Each line from the one containing "Target platform (arch-os)" to the end of the entries below must be restated exactly, and no other line should appear.
--- Extracted material Enclosed Below ---
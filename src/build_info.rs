/// Build information captured at compile time by build.rs
pub struct BuildInfo;

impl BuildInfo {
    pub fn version() -> &'static str {
        env!("CARGO_PKG_VERSION")
    }

    /// Build timestamp in YYYYMMDD.HHMMSS format
    pub fn build_timestamp() -> &'static str {
        env!("BUILD_TIMESTAMP")
    }

    /// Short git commit hash, or "unknown" outside a checkout
    pub fn git_hash_short() -> &'static str {
        env!("GIT_HASH_SHORT")
    }

    /// Target platform (arch-os)
    pub fn target_platform() -> &'static str {
        env!("TARGET_PLATFORM")
    }

    pub fn build_profile() -> &'static str {
        env!("BUILD_PROFILE")
    }

    pub fn detailed_info() -> String {
        format!(
            "Version: {}\nBuild: {}\nCommit: {}\nPlatform: {}\nProfile: {}",
            Self::version(),
            Self::build_timestamp(),
            Self::git_hash_short(),
            Self::target_platform(),
            Self::build_profile()
        )
    }
}

#[cfg(test)]
mod tests {
    use super::*;

    #[test]
    fn test_detailed_info_mentions_version() {
        let info = BuildInfo::detailed_info();
        assert!(info.starts_with(&format!("Version: {}", BuildInfo::version())));
        assert!(BuildInfo::git_hash_short().len() <= 7);
    }
}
--- End of Enclosed Extracted material ---
◆ **Answer box**
    /// Target platform (arch-os)
    pub fn target_platform() -> &'static str {
        env!("TARGET_PLATFORM")
    }

    pub fn build_profile() -> &'static str {
        env!("BUILD_PROFILE")
    }

    pub fn detailed_info() -> String {
        format!(
            "Version: {}\nBuild: {}\nCommit: {}\nPlatform: {}\nProfile: {}",
            Self::version(),
            Self::build_timestamp(),
            Self::git_hash_short(),
            Self::target_platform(),
            Self::build_profile()
        )
    }
}

#[cfg(test)]
mod tests {
    use super::*;

    #[test]
    fn test_detailed_info_mentions_version() {
        let info = BuildInfo::detailed_info();
        assert!(info.starts_with(&format!("Version: {}", BuildInfo::version())));
        assert!(BuildInfo::git_hash_short().len() <= 7);
    }
}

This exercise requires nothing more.